Scottish politician and builder in colonial Queensland (1859–1941)

Alexander Mayes (1859–1941) was a builder and politician in Toowoomba, Queensland, Australia. He was Mayor of Toowoomba.

== Early life ==
Alexander Mayes was born on 17 July 1859 in Largo, Fifeshire, Scotland. He learned his trade as a builder in Edinburgh, London and Glasgow. Mayes moved to Toowoomba in June 1886 at the age of 26.

== Business life ==
Mayes spent 35 years in Toowoomba, becoming a prominent builder. He is known to have worked on the Toowoomba City Hall, Toowoomba Post Office, Tooowoomba Masonic Hall, Commercial Bank, Toowoomba Technical College and Vacy Hall and many private homes. Circa 1901, he built his own home Largo (now the heritage-listed Gowrie House) based on a design by Toowoomba architect, Harry Marks.

== Public service ==
Mayes was active in local politics, being mayor of Toowoomba in 1896, 1903 and 1917. He was honorary superintendent of the Toowoomba Fire Brigade for many decades.

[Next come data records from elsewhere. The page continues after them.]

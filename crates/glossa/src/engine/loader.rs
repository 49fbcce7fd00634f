//! Catalog fetching with a single fallback to the default language.

use std::sync::Arc;

use tracing::{debug, error, info, warn};

use crate::engine::CatalogRegistry;
use crate::error::LoadError;
use crate::parser::parse_catalog;
use crate::source::{CatalogSource, catalog_path};
use crate::types::{Catalog, LanguageCode};

/// A catalog handed out by the loader, tagged with the language it came from.
///
/// `served` differs from the requested code when the loader fell back to the
/// default language.
#[derive(Debug, Clone)]
pub struct LoadedCatalog {
    pub served: LanguageCode,
    pub catalog: Arc<Catalog>,
}

/// Loads catalogs into a [`CatalogRegistry`].
pub struct CatalogLoader<'a> {
    source: &'a dyn CatalogSource,
    default_language: &'a LanguageCode,
}

impl<'a> CatalogLoader<'a> {
    /// Create a loader that falls back to `default_language`.
    pub fn new(source: &'a dyn CatalogSource, default_language: &'a LanguageCode) -> Self {
        Self {
            source,
            default_language,
        }
    }

    /// Load the catalog for `code`, serving from the registry when cached.
    ///
    /// If `code` cannot be fetched or decoded and is not the default
    /// language, the default language is loaded instead. That redirection
    /// happens at most once.
    ///
    /// # Errors
    ///
    /// Fails only when the default language's own catalog cannot be served.
    pub async fn load(
        &self,
        registry: &mut CatalogRegistry,
        code: &LanguageCode,
    ) -> Result<LoadedCatalog, LoadError> {
        match self.load_exact(registry, code).await {
            Ok(loaded) => Ok(loaded),
            Err(e) if code != self.default_language => {
                warn!(
                    error = %e,
                    fallback = %self.default_language,
                    "Loading default language instead"
                );
                self.load_exact(registry, self.default_language)
                    .await
                    .inspect_err(|e| error!(error = %e, "Default language catalog unavailable"))
            }
            Err(e) => {
                error!(error = %e, "Default language catalog unavailable");
                Err(e)
            }
        }
    }

    /// Load exactly `code`, with no fallback.
    async fn load_exact(
        &self,
        registry: &mut CatalogRegistry,
        code: &LanguageCode,
    ) -> Result<LoadedCatalog, LoadError> {
        if let Some(catalog) = registry.get(code) {
            debug!(language = %code, "Catalog cache hit");
            return Ok(LoadedCatalog {
                served: code.clone(),
                catalog,
            });
        }

        let bytes = self
            .source
            .fetch(&catalog_path(code))
            .await
            .map_err(|source| LoadError::CatalogFetchFailed {
                code: code.clone(),
                source,
            })?;
        let catalog = parse_catalog(&bytes).map_err(|source| LoadError::CatalogMalformed {
            code: code.clone(),
            source,
        })?;

        let catalog = registry.insert(code.clone(), catalog);
        info!(language = %code, keys = catalog.leaf_count(), "Language loaded");
        Ok(LoadedCatalog {
            served: code.clone(),
            catalog,
        })
    }
}
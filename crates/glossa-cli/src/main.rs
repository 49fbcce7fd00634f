//! glossa CLI entry point.
//!
//! Provides command-line tools for working with language directories:
//! - `glossa check` - Validate catalog and manifest syntax
//! - `glossa coverage` - Compare key coverage across languages
//! - `glossa eval` - Resolve a key the way an application would
//! - `glossa verify` - Discover languages and verify the manifest

mod commands;
mod output;

use std::io;
use std::process::exit;

use clap::{Parser, Subcommand, ValueEnum};
use commands::{
    run_check, run_coverage, run_eval, run_verify, CheckArgs, CoverageArgs, EvalArgs, VerifyArgs,
};
use tracing_subscriber::EnvFilter;

/// glossa language catalog tools.
#[derive(Debug, Parser)]
#[command(name = "glossa")]
#[command(about = "Language catalog tools", long_about = None)]
#[command(version)]
pub struct Cli {
    /// Color output control
    #[arg(long, value_enum, default_value_t = ColorWhen::Auto, global = true)]
    pub color: ColorWhen,

    /// Enable verbose output
    #[arg(short, long, global = true)]
    pub verbose: bool,

    #[command(subcommand)]
    pub command: Commands,
}

/// When to use colored output.
#[derive(Debug, Clone, Copy, ValueEnum)]
pub enum ColorWhen {
    Auto,
    Always,
    Never,
}

/// CLI subcommands.
#[derive(Debug, Subcommand)]
pub enum Commands {
    /// Check catalog and manifest syntax
    Check(CheckArgs),
    /// Report key coverage across languages
    Coverage(CoverageArgs),
    /// Resolve a key in a language
    Eval(EvalArgs),
    /// Discover languages and verify every manifest entry has a catalog
    Verify(VerifyArgs),
}

/// Set up color output based on user preference.
fn setup_colors(color_when: ColorWhen) {
    match color_when {
        ColorWhen::Auto => {
            // owo-colors automatically checks TTY, NO_COLOR, FORCE_COLOR
        }
        ColorWhen::Always => {
            owo_colors::set_override(true);
        }
        ColorWhen::Never => {
            owo_colors::set_override(false);
        }
    }
}

/// Log to stderr. `RUST_LOG` wins over `--verbose`.
fn setup_tracing(verbose: bool) {
    let default_level = if verbose { "debug" } else { "warn" };
    let filter =
        EnvFilter::try_from_default_env().unwrap_or_else(|_| EnvFilter::new(default_level));
    tracing_subscriber::fmt()
        .with_env_filter(filter)
        .with_target(false)
        .with_writer(io::stderr)
        .init();
}

#[tokio::main(flavor = "current_thread")]
async fn main() -> miette::Result<()> {
    let cli = Cli::parse();
    setup_colors(cli.color);
    setup_tracing(cli.verbose);

    miette::set_hook(Box::new(|_| {
        Box::new(
            miette::MietteHandlerOpts::new()
                .terminal_links(true)
                .unicode(true)
                .context_lines(2)
                .build(),
        )
    }))?;

    let result = match cli.command {
        Commands::Check(args) => run_check(args),
        Commands::Coverage(args) => run_coverage(args),
        Commands::Eval(args) => run_eval(args).await,
        Commands::Verify(args) => run_verify(args).await,
    };

    match result {
        Ok(code) => exit(code),
        Err(e) => {
            eprintln!("{:?}", e);
            exit(exitcode::SOFTWARE);
        }
    }
}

He was a prominent Freemason.

== Personal life ==
Mayes was married twice. He married his first wife Eleanor Godsall (née Hickey, 1843–1896), the widow of Toowoomba mayor Richard Godsall (1837–1885) on 20 June 1888; she had nine children by her first marriage. Eleanor died on 23 August 1896. He married his second wife, Miss Helena Agnes (Nellie) Grieves of Warwick, on 6 October 1897 in the Warwick Presbyterian Church. He had four sons with his second wife: Bruce Toowoomba Mayes (a professor of obstetrics at University of Sydney), Alex Mayes (a doctor and cricket player), Hector Mayes and Charles Mayes (a Presbyterian minister).

== Later life ==
Mayes left Toowoomba in 1922 for Bilinga near Coolangatta and returned to Scotland in 1926. A staunch Presbyterian, he led the establishment of a Presbyterian church in Lower Currumbin, which officially opened on 8 May 1926.

He died in his residence in Newmarket, Brisbane on 28 November 1940. He was cremated at the Mount Thompson Crematorium on 30 November 1940. His wife Nellie died on 25 April 1948 and her cremated remains are interred with her husband's in the crematorium grounds.